Seurat: Any reason not to run FindMarkers on multiple cores?

Created on 4 May 2018  路  25Comments  路  Source: satijalab/seurat

Hej!

I recently implemented the following code do speed up the process of finding cluster markers in Seurat (using the BiocParallel Package). It works quite nicely for me (the results I get using this code are the same as with FindAllMarkers without parallelisation).
However, I'm still a bit skeptical... Is there any reason why one should not run FindMarkers on multiple cores?

Looking forward to hearing your opinion!

M=length(unique([email protected]$ident1stLevel))
N=M-1

FindMarker.wrapper <- function(x){
  FindMarkers(mydataset,ident.1=x, only.pos = TRUE, min.pct=0.25)
}

Markers <- bplapply(0:N, FindMarker.wrapper,BPPARAM=MulticoreParam(3))
Analysis Question

Most helpful comment

In Seurat3 try this:

library(future)
plan(strategy = "multicore", workers = 6)

All 25 comments

I'm not that familiar with the BiocParallel package but there's no inherent reason running FindMarkers on multiple cores would be problematic.
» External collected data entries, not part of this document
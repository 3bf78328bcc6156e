use super::broker::MessageQueue;
use super::protocol::*;
use super::types::*;

use axum::{Extension, Json, extract::Path, http::StatusCode};
use std::sync::Arc;

pub async fn handle_publish(
    Extension(queue): Extension<Arc<MessageQueue>>,
    Json(req): Json<PublishRequest>,
) -> (StatusCode, Json<PublishResponse>) {
    match queue.publish(&req.routing_key, req.body) {
        Ok(delivery_id) => {
            tracing::info!(
                "Delivery {} published with routing key {}",
                delivery_id.0,
                req.routing_key
            );
            (
                StatusCode::ACCEPTED,
                Json(PublishResponse {
                    delivery_id: Some(delivery_id),
                    error: None,
                }),
            )
        }
        Err(e) => {
            tracing::error!("Failed to publish delivery: {}", e);
            (
                StatusCode::SERVICE_UNAVAILABLE,
                Json(PublishResponse {
                    delivery_id: None,
                    error: Some(e.to_string()),
                }),
            )
        }
    }
}

pub async fn handle_delivery_status(
    Extension(queue): Extension<Arc<MessageQueue>>,
    Path(delivery_id_str): Path<String>,
) -> (StatusCode, Json<Option<DeliveryStatusResponse>>) {
    let delivery_id = DeliveryId(delivery_id_str);

    match queue.status(&delivery_id) {
        Some(entry) => {
            tracing::debug!(
                "Delivery status query: {} -> {:?}",
                delivery_id.0,
                entry.status
            );
            (
                StatusCode::OK,
                Json(Some(DeliveryStatusResponse {
                    delivery_id,
                    routing_key: entry.routing_key,
                    status: entry.status,
                    published_at: entry.published_at,
                    finished_at: entry.finished_at,
                })),
            )
        }
        None => {
            tracing::debug!("Delivery not found: {}", delivery_id.0);
            (StatusCode::NOT_FOUND, Json(None))
        }
    }
}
Many of the differential expression functions lend themselves quite nicely to parallel solutions.

I have been doing something similar and have been considering submitting a pull request to parallelise FindAllMarkers() (probably not using BiocParallel to be consistent with the other multicore Seurat functions). Is this something you would be interested in?

I had also wondered whether it might be more efficient to do this to FindMarkers instead to parallelise over genes rather than clusters. That way it could work even when only testing a single group. From memory a quick look at the code suggested this would be difficult though, due to all the different DE methods. Any thoughts?

Thanks for your answers!
Good to hear that you don't see any hidden disadvantages in this solution.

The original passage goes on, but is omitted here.